> _Entries shown_
○ ○ ○ ○ ○
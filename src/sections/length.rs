//! Length section - checks password minimum length.

use secrecy::{ExposeSecret, SecretString};
use super::SectionResult;

pub const MIN_LENGTH: usize = 8;

/// Checks if the password meets the minimum length.
///
/// Length is counted in characters, not bytes.
pub fn length_section(password: &SecretString) -> SectionResult {
    if password.expose_secret().chars().count() < MIN_LENGTH {
        return Some("Password must be at least 8 characters");
    }
    None
}
//! Configuration and fixed page contract names.

use std::path::{Path, PathBuf};
use std::time::Duration;

use serde::Deserialize;
use thiserror::Error;

pub const PASSWORD_ID: &str = "password";
pub const PASSWORD_STRENGTH_ID: &str = "password-strength";
pub const SEARCH_ID: &str = "search";
pub const SEARCH_RESULTS_ID: &str = "search-results";
pub const PAYMENT_FORM_ID: &str = "payment-form";
pub const PREVIEW_PREFIX: &str = "preview-";

pub const CSRF_FIELD_NAME: &str = "csrfmiddlewaretoken";
pub const CSRF_HEADER: &str = "X-CSRFToken";
pub const PUBLISHABLE_KEY_META: &str = "stripe-publishable-key";

pub const CARD_NUMBER_ID: &str = "card-number";
pub const CARD_EXP_MONTH_ID: &str = "card-exp-month";
pub const CARD_EXP_YEAR_ID: &str = "card-exp-year";
pub const CARD_CVC_ID: &str = "card-cvc";
pub const CARD_NAME_ID: &str = "card-name";

const ENV_CONFIG_PATH: &str = "ALUMNI_CONNECT_CONFIG";
const ENV_BASE_URL: &str = "ALUMNI_CONNECT_BASE_URL";
const ENV_INTENT_ENDPOINT: &str = "ALUMNI_CONNECT_INTENT_ENDPOINT";
const ENV_SUCCESS_URL: &str = "ALUMNI_CONNECT_SUCCESS_URL";
const ENV_PROVIDER_API: &str = "ALUMNI_CONNECT_PROVIDER_API";

#[derive(Error, Debug)]
pub enum ConfigError {
    #[error("Failed to read config file: {0}")]
    Io(#[from] std::io::Error),
    #[error("Invalid config: {0}")]
    Parse(#[from] serde_json::Error),
}

/// Page behaviour settings.
///
/// Every field has a default, so a config file only lists what it changes.
#[derive(Debug, Clone, PartialEq, Eq, Deserialize)]
#[serde(default)]
pub struct UiConfig {
    /// Origin that relative request paths resolve against.
    pub base_url: Option<String>,
    pub intent_endpoint: String,
    pub success_url: String,
    pub currency: String,
    pub provider_api_base: String,
    pub search_debounce_ms: u64,
    pub search_min_chars: usize,
    pub search_placeholder_delay_ms: u64,
    pub alert_dismiss_ms: u64,
    pub notification_ms: u64,
}

impl Default for UiConfig {
    fn default() -> Self {
        Self {
            base_url: None,
            intent_endpoint: "/payment/create-intent/".to_string(),
            success_url: "/payment/success/".to_string(),
            currency: "inr".to_string(),
            provider_api_base: "https://api.stripe.com".to_string(),
            search_debounce_ms: 300,
            search_min_chars: 2,
            search_placeholder_delay_ms: 500,
            alert_dismiss_ms: 5000,
            notification_ms: 5000,
        }
    }
}

impl UiConfig {
    pub fn from_json(json: &str) -> Result<Self, ConfigError> {
        Ok(serde_json::from_str(json)?)
    }

    pub fn from_path<P: AsRef<Path>>(path: P) -> Result<Self, ConfigError> {
        let content = std::fs::read_to_string(path.as_ref())?;
        Self::from_json(&content)
    }

    /// Defaults with environment overrides applied.
    pub fn from_env() -> Self {
        let mut config = Self::default();
        config.apply_env();
        config
    }

    /// Loads the file named by `ALUMNI_CONNECT_CONFIG` if set, then applies
    /// environment overrides.
    pub fn load() -> Result<Self, ConfigError> {
        let mut config = match std::env::var(ENV_CONFIG_PATH) {
            Ok(path) => Self::from_path(PathBuf::from(path))?,
            Err(_) => Self::default(),
        };
        config.apply_env();

        #[cfg(feature = "tracing")]
        tracing::info!(
            base_url = ?config.base_url,
            intent_endpoint = %config.intent_endpoint,
            "UI config loaded"
        );

        Ok(config)
    }

    fn apply_env(&mut self) {
        if let Ok(value) = std::env::var(ENV_BASE_URL) {
            self.base_url = Some(value);
        }
        if let Ok(value) = std::env::var(ENV_INTENT_ENDPOINT) {
            self.intent_endpoint = value;
        }
        if let Ok(value) = std::env::var(ENV_SUCCESS_URL) {
            self.success_url = value;
        }
        if let Ok(value) = std::env::var(ENV_PROVIDER_API) {
            self.provider_api_base = value;
        }
    }

    pub fn search_debounce(&self) -> Duration {
        Duration::from_millis(self.search_debounce_ms)
    }

    pub fn search_placeholder_delay(&self) -> Duration {
        Duration::from_millis(self.search_placeholder_delay_ms)
    }

    pub fn alert_dismiss_after(&self) -> Duration {
        Duration::from_millis(self.alert_dismiss_ms)
    }

    pub fn notification_duration(&self) -> Duration {
        Duration::from_millis(self.notification_ms)
    }
}

#[cfg(test)]
mod tests {
    use super::*;
    use serial_test::serial;
    use std::io::Write;
    use tempfile::NamedTempFile;

    /// Helper to safely set env var in tests
    fn set_env(key: &str, value: &str) {
        // SAFETY: This is only for testing purposes in single-threaded test context
        unsafe { std::env::set_var(key, value); }
    }

    /// Helper to safely remove env var in tests
    fn remove_env(key: &str) {
        // SAFETY: This is only for testing purposes in single-threaded test context
        unsafe { std::env::remove_var(key); }
    }

    fn clear_env() {
        for key in [
            ENV_CONFIG_PATH,
            ENV_BASE_URL,
            ENV_INTENT_ENDPOINT,
            ENV_SUCCESS_URL,
            ENV_PROVIDER_API,
        ] {
            remove_env(key);
        }
    }

    #[test]
    fn test_defaults() {
        let config = UiConfig::default();
        assert_eq!(config.search_debounce(), Duration::from_millis(300));
        assert_eq!(config.search_placeholder_delay(), Duration::from_millis(500));
        assert_eq!(config.notification_duration(), Duration::from_millis(5000));
        assert_eq!(config.currency, "inr");
        assert_eq!(config.success_url, "/payment/success/");
    }

    #[test]
    fn test_from_json_partial() {
        let config =
            UiConfig::from_json(r#"{"base_url": "https://alumni.example", "search_min_chars": 3}"#)
                .unwrap();
        assert_eq!(config.base_url.as_deref(), Some("https://alumni.example"));
        assert_eq!(config.search_min_chars, 3);
        assert_eq!(config.intent_endpoint, "/payment/create-intent/");
    }

    #[test]
    fn test_from_json_invalid() {
        let result = UiConfig::from_json(r#"{"search_min_chars": "two"}"#);
        assert!(matches!(result, Err(ConfigError::Parse(_))));
    }

    #[test]
    fn test_from_path_missing() {
        let result = UiConfig::from_path("/nonexistent/alumni-ui.json");
        assert!(matches!(result, Err(ConfigError::Io(_))));
    }

    #[test]
    #[serial]
    fn test_from_env_overrides() {
        clear_env();
        set_env(ENV_BASE_URL, "http://localhost:8000");
        set_env(ENV_SUCCESS_URL, "/thanks/");

        let config = UiConfig::from_env();
        assert_eq!(config.base_url.as_deref(), Some("http://localhost:8000"));
        assert_eq!(config.success_url, "/thanks/");
        assert_eq!(config.intent_endpoint, "/payment/create-intent/");

        clear_env();
    }

    #[test]
    #[serial]
    fn test_load_file_then_env() {
        clear_env();
        let mut file = NamedTempFile::new().expect("Failed to create temp file");
        write!(file, r#"{{"intent_endpoint": "/pay/intent/", "alert_dismiss_ms": 1000}}"#)
            .expect("Failed to write");
        set_env(ENV_CONFIG_PATH, file.path().to_str().unwrap());
        set_env(ENV_INTENT_ENDPOINT, "/override/");

        let config = UiConfig::load().unwrap();
        assert_eq!(config.intent_endpoint, "/override/");
        assert_eq!(config.alert_dismiss_after(), Duration::from_millis(1000));

        clear_env();
    }
}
○ ○ ○ ○ ○
> _Work to complete_
Only lines containing the word "Failed" should be copied from the material above.

> _The completed task_
    #[error("Failed to read config file: {0}")]
        let mut file = NamedTempFile::new().expect("Failed to create temp file");
            .expect("Failed to write");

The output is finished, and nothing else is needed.